Taking the new posture as an invite, Alex turned to the side as well, facing Olivia head on, one leg hooked over a purple suede pump. Her knee pressed against Olivia's, a long and slender arm draping across the back of the couch, as graceful as the neck of a swan. "There is nothing wrong with you, Liv," she said rather fiercely, her tone soft but heated. "And if she's telling you there is, then she needs her head examined. You're an amazing woman, and you deserve someone who sees that and makes sure you do too."

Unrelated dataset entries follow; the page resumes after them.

impl CurationPool {
    /// Create a pool from genesis balances.
    ///
    /// The genesis deposits must sum exactly to the reserve balance already
    /// held at the pool address.
    pub fn new(
        config: PoolConfig,
        share_balances: &[(AccountId, Numeric)],
        initial_deposits: &[(AccountId, Numeric)],
        reserve: &Ledger,
        clock: &Clock,
    ) -> Result<Self> {
        config.validate()?;
        ensure_unique(initial_deposits, "deposit")?;
        if let Some((account, amount)) = initial_deposits
            .iter()
            .find(|(_, amount)| !is_valid_amount(*amount))
        {
            return Err(PoolError::Configuration(format!(
                "genesis deposit of {account} is invalid: {amount}"
            )));
        }

        let deposited: Numeric = initial_deposits.iter().map(|(_, amount)| amount).sum();
        let held = reserve.balance_of(&config.address);
        if deposited != held {
            return Err(PoolError::Configuration(format!(
                "deposit balances sum to {deposited} but {} holds {held}",
                config.address
            )));
        }

        let secondary = SecondaryPool::new(config.secondary_address.clone(), held);
        info!(
            pool = %config.address,
            deposits = deposited,
            issuance_rate = config.issuance_rate,
            "curation pool created"
        );

        Ok(Self {
            shares: Ledger::with_balances(share_balances.iter().cloned()),
            deposits: initial_deposits.iter().cloned().collect(),
            snapshots: BTreeMap::new(),
            acc_royalties_per_share: 0.0,
            last_minted_block: clock.block_height(),
            secondary,
            config,
        })
    }

    pub fn address(&self) -> &AccountId {
        &self.config.address
    }

    pub fn share_ledger(&self) -> &Ledger {
        &self.shares
    }

    /// Attach observers to the share ledger.
    pub fn register_share_hooks(&mut self, hooks: LedgerHooks) {
        self.shares.register_hooks(hooks);
    }

    pub fn deposits(&self) -> &DepositRegistry {
        &self.deposits
    }

    pub fn secondary(&self) -> &SecondaryPool {
        &self.secondary
    }

    pub fn acc_royalties_per_share(&self) -> Numeric {
        self.acc_royalties_per_share
    }

    pub fn last_minted_block(&self) -> u64 {
        self.last_minted_block
    }

    pub fn stored_snapshot(&self, account: &AccountId) -> Option<&PrimaryPoolSnapshot> {
        self.snapshots.get(account)
    }

    /// Share supply including issuance not yet minted.
    ///
    /// Unbounded as the clock runs; see [`CurationPool::checked_total_shares`].
    pub fn total_shares(&self, clock: &Clock) -> Numeric {
        let growth = (1.0 + self.config.issuance_rate).powf(self.elapsed(clock) as f64);
        self.shares.total_supply() * growth
    }

    /// [`CurationPool::total_shares`], or `SupplyOverflow` once it is no
    /// longer finite. Operations that mint or price against the supply check
    /// this before touching any state.
    pub fn checked_total_shares(&self, clock: &Clock) -> Result<Numeric> {
        let total = self.total_shares(clock);
        if total.is_finite() {
            Ok(total)
        } else {
            Err(PoolError::SupplyOverflow {
                elapsed: self.elapsed(clock),
            })
        }
    }

    fn elapsed(&self, clock: &Clock) -> u64 {
        clock.block_height().saturating_sub(self.last_minted_block)
    }

    /// Move shares between holders, settling both sides around the transfer.
    pub fn transfer_shares(
        &mut self,
        env: &mut PoolEnv<'_>,
        from: &AccountId,
        to: &AccountId,
        amount: Numeric,
    ) -> Result<TransferReceipt> {
        ensure_amount(amount)?;
        self.transfer_share_tokens(env, from, to, amount)
    }

    /// Pay the account's primary-pool royalties. Returns the amount paid.
    pub fn claim_royalties(
        &mut self,
        env: &mut PoolEnv<'_>,
        account: &AccountId,
    ) -> Result<Numeric> {
        self.settle_royalties(env, account)
    }

    /// Primary-pool settlement of a single account.
    ///
    /// Royalties come out of the pool's own reserve balance. When the
    /// account is the secondary pool, the payout is spread over its
    /// depositors.
    fn settle_royalties(
        &mut self,
        env: &mut PoolEnv<'_>,
        account: &AccountId,
    ) -> Result<Numeric> {
        let previous = self.snapshot_of(account);
        let owed = previous.owed_royalties(self.acc_royalties_per_share);
        let moved = env.reserve.transfer(&self.config.address, account, owed).moved();

        if account == self.secondary.address() && moved > 0.0 {
            match self.secondary.distribute_royalties(moved) {
                Ok(()) => {}
                Err(PoolError::NoDepositors { royalties }) => {
                    self.secondary.strand_royalties(royalties)
                }
                Err(e) => return Err(e),
            }
        }

        self.snapshots.insert(
            account.clone(),
            PrimaryPoolSnapshot {
                shares: previous.shares,
                acc_royalties_per_share: self.acc_royalties_per_share,
            },
        );
        if moved > 0.0 {
            debug!(account = %account, owed, moved, "primary royalties settled");
        }
        Ok(moved)
    }

    fn pre_share_transfer(
        &mut self,
        env: &mut PoolEnv<'_>,
        from: &AccountId,
        to: &AccountId,
    ) -> Result<()> {
        self.settle_royalties(env, from)?;
        if from != to {
            self.settle_royalties(env, to)?;
        }
        Ok(())
    }

    fn post_share_transfer(&mut self, from: &AccountId, to: &AccountId) {
        self.refresh_snapshot(from);
        self.refresh_snapshot(to);
    }

    /// Snapshot the current share balance without paying anything.
    fn refresh_snapshot(&mut self, account: &AccountId) {
        self.snapshots.insert(
            account.clone(),
            PrimaryPoolSnapshot {
                shares: self.shares.balance_of(account),
                acc_royalties_per_share: self.acc_royalties_per_share,
            },
        );
    }

    fn transfer_share_tokens(
        &mut self,
        env: &mut PoolEnv<'_>,
        from: &AccountId,
        to: &AccountId,
        amount: Numeric,
    ) -> Result<TransferReceipt> {
        self.pre_share_transfer(env, from, to)?;
        let receipt = self.shares.transfer(from, to, amount);
        self.post_share_transfer(from, to);
        Ok(receipt)
    }

    fn mint_share_tokens(
        &mut self,
        env: &mut PoolEnv<'_>,
        to: &AccountId,
        amount: Numeric,
    ) -> Result<()> {
        self.settle_royalties(env, to)?;
        self.shares.mint(to, amount)?;
        self.refresh_snapshot(to);
        Ok(())
    }

    fn burn_share_tokens(
        &mut self,
        env: &mut PoolEnv<'_>,
        from: &AccountId,
        amount: Numeric,
    ) -> Result<()> {
        self.settle_royalties(env, from)?;
        self.shares.burn(from, amount)?;
        self.refresh_snapshot(from);
        Ok(())
    }

    /// Reserve cost of `shares` new shares: the pool's self-assessed value
    /// times the fraction of the enlarged supply they represent.
    fn purchase_cost(&self, env: &PoolEnv<'_>, shares: Numeric) -> Numeric {
        let pool_reserve = env.reserve.balance_of(&self.config.address);
        let total_self_assessed_value = pool_reserve * self.config.valuation_multiple;
        total_self_assessed_value * shares / (shares + self.total_shares(env.clock))
    }

    fn pay_secondary_claim(
        &mut self,
        env: &mut PoolEnv<'_>,
        account: &AccountId,
        payout: ClaimPayout,
    ) -> Result<ClaimPayout> {
        let source = self.secondary.address().clone();
        let shares = self
            .transfer_share_tokens(env, &source, account, payout.shares)?
            .moved();
        let royalties = env.reserve.transfer(&source, account, payout.royalties).moved();
        Ok(ClaimPayout { shares, royalties })
    }

    fn record_deposit(&mut self, account: &AccountId, amount: Numeric) {
        self.deposits.set(account, amount);
    }
}

impl DepositBook for CurationPool {
    fn deposit_of(&self, account: &AccountId) -> Numeric {
        self.deposits.deposit_of(account)
    }
}
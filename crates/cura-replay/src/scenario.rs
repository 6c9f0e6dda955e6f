use std::path::Path;

use cura_pool::{Genesis, PoolConfig};
use serde::{Deserialize, Serialize};
use tracing::debug;

use crate::action::Action;
use crate::engine::{FailurePolicy, ReplayEngine, Trace};
use crate::error::{ReplayError, ReplayResult};
use crate::projection::StateProjection;
use crate::state::State;

/// A complete replay description: genesis balances, pool parameters,
/// failure policy, and the ordered actions.
#[derive(Clone, Debug, Default, PartialEq, Serialize, Deserialize)]
#[serde(default)]
pub struct Scenario {
    pub name: Option<String>,
    pub genesis: Genesis,
    pub pool: PoolConfig,
    pub policy: FailurePolicy,
    pub actions: Vec<Action>,
}

impl Scenario {
    pub fn from_toml_str(input: &str) -> ReplayResult<Self> {
        toml::from_str(input).map_err(|e| ReplayError::Scenario(e.to_string()))
    }

    pub fn from_json_str(input: &str) -> ReplayResult<Self> {
        serde_json::from_str(input).map_err(|e| ReplayError::Scenario(e.to_string()))
    }

    /// Load a scenario file. `.json` files are read as JSON, anything else
    /// as TOML.
    pub fn from_path(path: impl AsRef<Path>) -> ReplayResult<Self> {
        let path = path.as_ref();
        let contents = std::fs::read_to_string(path)?;
        let is_json = path
            .extension()
            .is_some_and(|ext| ext.eq_ignore_ascii_case("json"));
        debug!(path = %path.display(), is_json, "loading scenario");
        if is_json {
            Self::from_json_str(&contents)
        } else {
            Self::from_toml_str(&contents)
        }
    }

    /// Fresh state for this scenario's genesis.
    pub fn state(&self) -> ReplayResult<State> {
        State::setup(&self.genesis, self.pool.clone())
    }

    /// Run the scenario under its own policy with the default projection.
    pub fn run(&self) -> ReplayResult<Trace<StateProjection>> {
        self.run_with(self.policy)
    }

    pub fn run_with(&self, policy: FailurePolicy) -> ReplayResult<Trace<StateProjection>> {
        let mut state = self.state()?;
        ReplayEngine::new(policy).run(&mut state, &self.actions, StateProjection::capture)
    }
}
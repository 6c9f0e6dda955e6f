use std::collections::BTreeSet;

use cura_types::{AccountId, Numeric};
use serde::{Deserialize, Serialize};

use crate::error::{PoolError, Result};

/// Order of operations inside [`crate::PrimaryPool::withdraw`].
#[derive(Clone, Copy, Debug, Default, PartialEq, Eq, Serialize, Deserialize)]
#[serde(rename_all = "snake_case")]
pub enum WithdrawOrder {
    /// Decrement the deposit and return reserve tokens, then claim.
    ///
    /// An account that has never been settled and withdraws its whole
    /// genesis deposit resolves to an empty snapshot during the claim, so it
    /// receives nothing and the secondary pool keeps counting the withdrawn
    /// weight.
    #[default]
    MutateThenClaim,
    /// Claim under the old deposit weight first, mirroring `deposit`.
    ClaimFirst,
}

/// Parameters for a curation pool.
#[derive(Clone, Debug, PartialEq, Serialize, Deserialize)]
#[serde(default)]
pub struct PoolConfig {
    /// Address holding the pooled reserve deposits.
    pub address: AccountId,
    /// Address of the secondary pool inside both ledgers.
    pub secondary_address: AccountId,
    /// Per-block share issuance rate `r`.
    pub issuance_rate: Numeric,
    /// Ratio between the curators' self-assessed share value and the reserve
    /// held by the pool.
    pub valuation_multiple: Numeric,
    pub withdraw_order: WithdrawOrder,
}

impl Default for PoolConfig {
    fn default() -> Self {
        Self {
            address: AccountId::from("curationPool"),
            secondary_address: AccountId::from("secondaryPool"),
            issuance_rate: 0.0,
            valuation_multiple: 1.0,
            withdraw_order: WithdrawOrder::default(),
        }
    }
}

impl PoolConfig {
    pub fn with_issuance_rate(mut self, issuance_rate: Numeric) -> Self {
        self.issuance_rate = issuance_rate;
        self
    }

    pub fn with_valuation_multiple(mut self, valuation_multiple: Numeric) -> Self {
        self.valuation_multiple = valuation_multiple;
        self
    }

    pub fn with_withdraw_order(mut self, order: WithdrawOrder) -> Self {
        self.withdraw_order = order;
        self
    }

    /// Check parameter ranges. Genesis balances are checked by the pool.
    pub fn validate(&self) -> Result<()> {
        if self.address == self.secondary_address {
            return Err(PoolError::Configuration(format!(
                "pool and secondary pool share the address {}",
                self.address
            )));
        }
        if !self.issuance_rate.is_finite() || self.issuance_rate < 0.0 {
            return Err(PoolError::Configuration(format!(
                "issuance rate must be finite and non-negative, got {}",
                self.issuance_rate
            )));
        }
        if !self.valuation_multiple.is_finite() || self.valuation_multiple < 0.0 {
            return Err(PoolError::Configuration(format!(
                "valuation multiple must be finite and non-negative, got {}",
                self.valuation_multiple
            )));
        }
        Ok(())
    }
}

/// Genesis balances for a run: three `account -> amount` association lists.
#[derive(Clone, Debug, Default, PartialEq, Serialize, Deserialize)]
#[serde(default)]
pub struct Genesis {
    pub reserve_balances: Vec<(AccountId, Numeric)>,
    pub share_balances: Vec<(AccountId, Numeric)>,
    pub deposits: Vec<(AccountId, Numeric)>,
}

impl Genesis {
    /// Sum of the genesis deposits.
    pub fn total_deposits(&self) -> Numeric {
        self.deposits.iter().map(|(_, amount)| amount).sum()
    }
}

/// Reject association lists that name the same account twice.
pub(crate) fn ensure_unique(list: &[(AccountId, Numeric)], what: &str) -> Result<()> {
    let mut seen = BTreeSet::new();
    for (account, _) in list {
        if !seen.insert(account) {
            return Err(PoolError::Configuration(format!(
                "{what} list names {account} more than once"
            )));
        }
    }
    Ok(())
}

#[cfg(test)]
mod tests {
    use super::*;

    #[test]
    fn defaults_match_reference_addresses() {
        let config = PoolConfig::default();
        assert_eq!(config.address.as_str(), "curationPool");
        assert_eq!(config.secondary_address.as_str(), "secondaryPool");
        assert_eq!(config.valuation_multiple, 1.0);
        assert_eq!(config.withdraw_order, WithdrawOrder::MutateThenClaim);
        assert!(config.validate().is_ok());
    }

    #[test]
    fn rejects_bad_parameters() {
        assert!(PoolConfig::default()
            .with_issuance_rate(-0.01)
            .validate()
            .is_err());
        assert!(PoolConfig::default()
            .with_issuance_rate(f64::NAN)
            .validate()
            .is_err());
        assert!(PoolConfig::default()
            .with_valuation_multiple(-1.0)
            .validate()
            .is_err());

        let mut same = PoolConfig::default();
        same.secondary_address = same.address.clone();
        assert!(matches!(same.validate(), Err(PoolError::Configuration(_))));
    }

    #[test]
    fn partial_toml_uses_defaults() {
        let config: PoolConfig = toml::from_str(
            r#"
            issuance_rate = 0.0001
            withdraw_order = "claim_first"
            "#,
        )
        .unwrap();
        assert_eq!(config.issuance_rate, 0.0001);
        assert_eq!(config.withdraw_order, WithdrawOrder::ClaimFirst);
        assert_eq!(config.address.as_str(), "curationPool");
    }

    #[test]
    fn genesis_from_json_lists() {
        let genesis: Genesis = serde_json::from_str(
            r#"{
                "reserve_balances": [["curationPool", 500], ["curator2", 1000]],
                "deposits": [["curator1", 500], ["curator2", 0]]
            }"#,
        )
        .unwrap();
        assert_eq!(genesis.reserve_balances.len(), 2);
        assert!(genesis.share_balances.is_empty());
        assert_eq!(genesis.total_deposits(), 500.0);
    }

    #[test]
    fn duplicate_accounts_are_rejected() {
        let list = vec![("a".into(), 1.0), ("b".into(), 2.0), ("a".into(), 3.0)];
        let err = ensure_unique(&list, "deposit").unwrap_err();
        assert_eq!(
            err.to_string(),
            "configuration error: deposit list names a more than once"
        );
    }
}
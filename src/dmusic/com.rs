// Copyright (C) 2026 Michael Wilson <mike@mdwn.dev>
//
// This program is free software: you can redistribute it and/or modify it under
// the terms of the GNU General Public License as published by the Free Software
// Foundation, version 3.
//
// This program is distributed in the hope that it will be useful, but WITHOUT
// ANY WARRANTY; without even the implied warranty of MERCHANTABILITY or FITNESS
// FOR A PARTICULAR PURPOSE. See the GNU General Public License for more details.
//
// You should have received a copy of the GNU General Public License along with
// this program. If not, see <https://www.gnu.org/licenses/>.
//
use std::ffi::c_void;
use std::os::windows::ffi::OsStrExt;
use std::path::Path;

use tracing::error;
use windows::core::{Interface, GUID, PCWSTR};
use windows::Win32::Foundation::{BOOL, E_POINTER, HWND, S_FALSE, S_OK};
use windows::Win32::Media::Audio::DirectMusic::{
    IDirectMusic, IDirectMusic8, IDirectMusicCollection, IDirectMusicLoader8,
    IDirectMusicPerformance8, IDirectMusicPort, IDirectMusicSegment8, DMUS_PORTCAPS,
    DMUS_PORTPARAMS8,
};
use windows::Win32::Media::Audio::DirectSound::{
    DirectSoundCreate8, DirectSoundEnumerateW, IDirectSound, IDirectSound8, IDirectSoundBuffer,
    DSBCAPS_CTRLPAN, DSBCAPS_CTRLVOLUME, DSBCAPS_PRIMARYBUFFER, DSBUFFERDESC, DSSCL_PRIORITY,
};
use windows::Win32::Media::Audio::{WAVEFORMATEX, WAVE_FORMAT_PCM};
use windows::Win32::System::Com::{
    CoCreateInstance, CoInitializeEx, CoUninitialize, CLSCTX_INPROC_SERVER, COINIT_MULTITHREADED,
};
use windows::Win32::System::Console::GetConsoleWindow;

use crate::error::{Error, ResultCode};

"She does." Olivia felt her defenses going up, even though the other woman was on her side. She didn't want to be told how amazing she was, or how good. Neither of those things were true, and she hated being lied to. Alex's eagerness to blame Amanda for all their troubles bothered Olivia as well. She was just as much to blame herself, if not more so. She'd pushed Amanda to the edge—and then over—with her constant need. "Amanda is not the problem here. She's a better person than you give her credit for. Everything that's happened this past year . . . hell, the past six or seven years, she's been there for me through all of it. No one else was. No one has ever loved me like she does."

Alex sighed heavily and jabbed at the back of the couch with her fingertip, impressing her point. "But that doesn't give her license to mistreat you when she's had a bad day. Or to refuse to talk about why she's angry, then turn right around and take it out on you. That's emotionally abusive—"

"She got shot four weeks ago, Alex." Olivia finally looked back to her friend, prying a hand from the inside of her thighs and flinging it outward, palm turned up in an exasperated gesture. "She could have died. And like an idiot, I called her mother, who ended up staying with us until Christmas. That woman is awful. Amanda warned me, but I didn't listen. By the time she left, I wanted to hit someone too."

"Wait," Alex said, signaling Olivia to halt, go back, elaborate. "Are you telling me Amanda hit you? Because if that's the case, I'm not leaving you here with her."

Now it was Olivia's turn to sigh, and she did so with every bit of breath she could muster, dropping her head back the way Amanda did when particularly frustrated. She righted abruptly, a bout of dizziness overtaking her at that angle. It felt like all the wine she had consumed was sloshing around inside her skull. "Oh my God, stop. I've told you my fiancée does not abuse me. It was her mother who slapped me across the face. And Amanda kicked her out for it, right after."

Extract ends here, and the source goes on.